» PROMPT
From the data below, retype exactly the lines starting with the one that contains "(including failed ones)." and ending with the one that contains "an event now.", both included.

Saved data entries:
BEGIN
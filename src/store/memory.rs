// Copyright (c) 2025-2026 Adrian Robinson. Licensed under the AGPL-3.0.
// See LICENSE file in the project root for full license text.

//! In-memory event log for tests and standalone runs.
//!
//! Behaves like [`SqliteEventLog`](super::SqliteEventLog) but lets callers
//! reserve positions and commit them out of order, pin commit timestamps,
//! abandon reservations, and make the next N calls fail.

use super::{BoxFuture, EventLog, RawStatistics};
use crate::error::{ProgressError, Result};
use crate::types::{EventRecord, SequencePosition, ShardName, ShardProgress};
use chrono::{DateTime, Utc};
use std::collections::{BTreeMap, HashMap};
use std::sync::atomic::{AtomicU32, AtomicU64, Ordering};
use std::sync::Arc;
use tokio::sync::RwLock;

#[derive(Debug, Clone)]
struct StoredEvent {
    event_type: String,
    data: Vec<u8>,
    timestamp: DateTime<Utc>,
    tombstone: bool,
}

#[derive(Debug, Default)]
struct LogState {
    highest: SequencePosition,
    events: BTreeMap<SequencePosition, StoredEvent>,
    progress: HashMap<String, (SequencePosition, Option<DateTime<Utc>>)>,
}

/// Consume one unit of an armed failure counter.
fn take(counter: &AtomicU32) -> bool {
    counter
        .fetch_update(Ordering::SeqCst, Ordering::SeqCst, |n| n.checked_sub(1))
        .is_ok()
}

/// Event log held in process memory. Cheap to clone; clones share state.
#[derive(Clone, Default)]
pub struct InMemoryEventLog {
    state: Arc<RwLock<LogState>>,
    fail_next: Arc<AtomicU32>,
    fail_persists: Arc<AtomicU32>,
    calls: Arc<AtomicU64>,
}

impl InMemoryEventLog {
    pub fn new() -> Self {
        Self::default()
    }

    /// Make the next `count` trait calls fail with
    /// [`ProgressError::InjectedFailure`].
    pub fn fail_next(&self, count: u32) {
        self.fail_next.store(count, Ordering::SeqCst);
    }

    /// Make the next `count` progress writes for projection shards fail.
    /// High water mark writes are unaffected.
    pub fn fail_persists(&self, count: u32) {
        self.fail_persists.store(count, Ordering::SeqCst);
    }

    /// Number of trait calls served (including failed ones).
    pub fn call_count(&self) -> u64 {
        self.calls.load(Ordering::SeqCst)
    }

    fn check(&self, operation: &str) -> Result<()> {
        self.calls.fetch_add(1, Ordering::SeqCst);
        if take(&self.fail_next) {
            return Err(ProgressError::InjectedFailure {
                operation: operation.to_string(),
            });
        }
        Ok(())
    }

    /// Reserve the next position without committing it.
    pub async fn reserve(&self) -> SequencePosition {
        let mut state = self.state.write().await;
        state.highest += 1;
        state.highest
    }

    /// Reserve and commit an event now.
    pub async fn append(&self, event_type: &str, data: &[u8]) -> SequencePosition {
        let mut state = self.state.write().await;
        state.highest += 1;
        let position = state.highest;
        state.events.insert(
            position,
            StoredEvent {
                event_type: event_type.to_string(),
                data: data.to_vec(),
                timestamp: Utc::now(),
                tombstone: false,
            },
        );
        position
    }

    /// Commit an event at a reserved position with the current time.
    pub async fn commit(&self, position: SequencePosition, event_type: &str, data: &[u8]) {
        self.commit_at(position, event_type, data, Utc::now()).await
    }

    /// Commit an event at a position with an explicit commit time.
    ///
    /// Reserves up to `position` if needed, so tests can lay out arbitrary
    /// committed sets.
    pub async fn commit_at(
        &self,
        position: SequencePosition,
        event_type: &str,
        data: &[u8],
        timestamp: DateTime<Utc>,
    ) {
        let mut state = self.state.write().await;
        state.highest = state.highest.max(position);
        state.events.insert(
            position,
            StoredEvent {
                event_type: event_type.to_string(),
                data: data.to_vec(),
                timestamp,
                tombstone: false,
            },
        );
    }

    /// Raise the highest assigned position without committing anything.
    pub async fn set_highest(&self, position: SequencePosition) {
        let mut state = self.state.write().await;
        state.highest = state.highest.max(position);
    }

    /// Close an abandoned position with a tombstone. No-op if committed.
    pub async fn settle(&self, position: SequencePosition) {
        let mut state = self.state.write().await;
        state.events.entry(position).or_insert_with(|| StoredEvent {
            event_type: "tombstone".to_string(),
            data: Vec::new(),
            timestamp: Utc::now(),
            tombstone: true,
        });
    }

    /// Committed positions (tombstones included), ascending.
    pub async fn committed_positions(&self) -> Vec<SequencePosition> {
        self.state.read().await.events.keys().copied().collect()
    }
}

impl EventLog for InMemoryEventLog {
    fn fetch_statistics(&self, shard: &ShardName) -> BoxFuture<'_, RawStatistics> {
        let name = shard.identity();
        Box::pin(async move {
            self.check("fetch_statistics")?;
            let state = self.state.read().await;
            let (last_mark, last_updated) = state.progress.get(&name).copied().unwrap_or((0, None));
            Ok(RawStatistics {
                highest_sequence: state.highest,
                last_mark,
                last_updated,
                timestamp: Utc::now(),
            })
        })
    }

    fn highest_assigned_position(&self) -> BoxFuture<'_, SequencePosition> {
        Box::pin(async move {
            self.check("highest_assigned_position")?;
            Ok(self.state.read().await.highest)
        })
    }

    fn last_persisted_mark(
        &self,
        shard: &ShardName,
    ) -> BoxFuture<'_, (SequencePosition, Option<DateTime<Utc>>)> {
        let name = shard.identity();
        Box::pin(async move {
            self.check("last_persisted_mark")?;
            Ok(self
                .state
                .read()
                .await
                .progress
                .get(&name)
                .copied()
                .unwrap_or((0, None)))
        })
    }

    fn find_first_gap_at_or_after(
        &self,
        start: SequencePosition,
    ) -> BoxFuture<'_, Option<SequencePosition>> {
        Box::pin(async move {
            self.check("find_first_gap")?;
            let state = self.state.read().await;
            let mut positions = state.events.range(start..).map(|(p, _)| *p).peekable();
            while let Some(position) = positions.next() {
                if let Some(&next) = positions.peek() {
                    if next - position > 1 {
                        return Ok(Some(position));
                    }
                }
            }
            Ok(None)
        })
    }

    fn find_max_committed_at_or_after(
        &self,
        start: SequencePosition,
    ) -> BoxFuture<'_, Option<SequencePosition>> {
        Box::pin(async move {
            self.check("find_max_committed")?;
            let state = self.state.read().await;
            Ok(state.events.range(start..).next_back().map(|(p, _)| *p))
        })
    }

    fn find_earliest_committed_at_or_after(
        &self,
        timestamp: DateTime<Utc>,
    ) -> BoxFuture<'_, Option<SequencePosition>> {
        Box::pin(async move {
            self.check("find_earliest_committed")?;
            let state = self.state.read().await;
            Ok(state
                .events
                .iter()
                .filter(|(_, e)| e.timestamp >= timestamp)
                .map(|(p, _)| *p)
                .min())
        })
    }

    fn persist_mark(
        &self,
        shard: &ShardName,
        position: SequencePosition,
    ) -> BoxFuture<'_, Option<DateTime<Utc>>> {
        let name = shard.identity();
        let shard_write = !shard.is_high_water();
        Box::pin(async move {
            self.check("persist_mark")?;
            if shard_write && take(&self.fail_persists) {
                return Err(ProgressError::InjectedFailure {
                    operation: "persist_mark".to_string(),
                });
            }
            let now = Utc::now();
            self.state
                .write()
                .await
                .progress
                .insert(name, (position, Some(now)));
            Ok(Some(now))
        })
    }

    fn all_progress(&self) -> BoxFuture<'_, Vec<ShardProgress>> {
        Box::pin(async move {
            self.check("all_progress")?;
            let state = self.state.read().await;
            let mut progress: Vec<ShardProgress> = state
                .progress
                .iter()
                .map(|(shard, (sequence, last_updated))| ShardProgress {
                    shard: shard.clone(),
                    sequence: *sequence,
                    last_updated: *last_updated,
                })
                .collect();
            progress.sort_by(|a, b| a.shard.cmp(&b.shard));
            Ok(progress)
        })
    }

    fn fetch_events(
        &self,
        after: SequencePosition,
        up_to: SequencePosition,
        limit: usize,
    ) -> BoxFuture<'_, Vec<EventRecord>> {
        Box::pin(async move {
            self.check("fetch_events")?;
            if up_to <= after {
                return Ok(Vec::new());
            }
            let state = self.state.read().await;
            Ok(state
                .events
                .range(after + 1..=up_to)
                .filter(|(_, e)| !e.tombstone)
                .take(limit)
                .map(|(p, e)| EventRecord {
                    sequence: *p,
                    event_type: e.event_type.clone(),
                    data: e.data.clone(),
                    timestamp: e.timestamp,
                })
                .collect())
        })
    }
}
END
» FINISHED TASK
    /// Number of trait calls served (including failed ones).
    pub fn call_count(&self) -> u64 {
        self.calls.load(Ordering::SeqCst)
    }

    fn check(&self, operation: &str) -> Result<()> {
        self.calls.fetch_add(1, Ordering::SeqCst);
        if take(&self.fail_next) {
            return Err(ProgressError::InjectedFailure {
                operation: operation.to_string(),
            });
        }
        Ok(())
    }

    /// Reserve the next position without committing it.
    pub async fn reserve(&self) -> SequencePosition {
        let mut state = self.state.write().await;
        state.highest += 1;
        state.highest
    }

    /// Reserve and commit an event now.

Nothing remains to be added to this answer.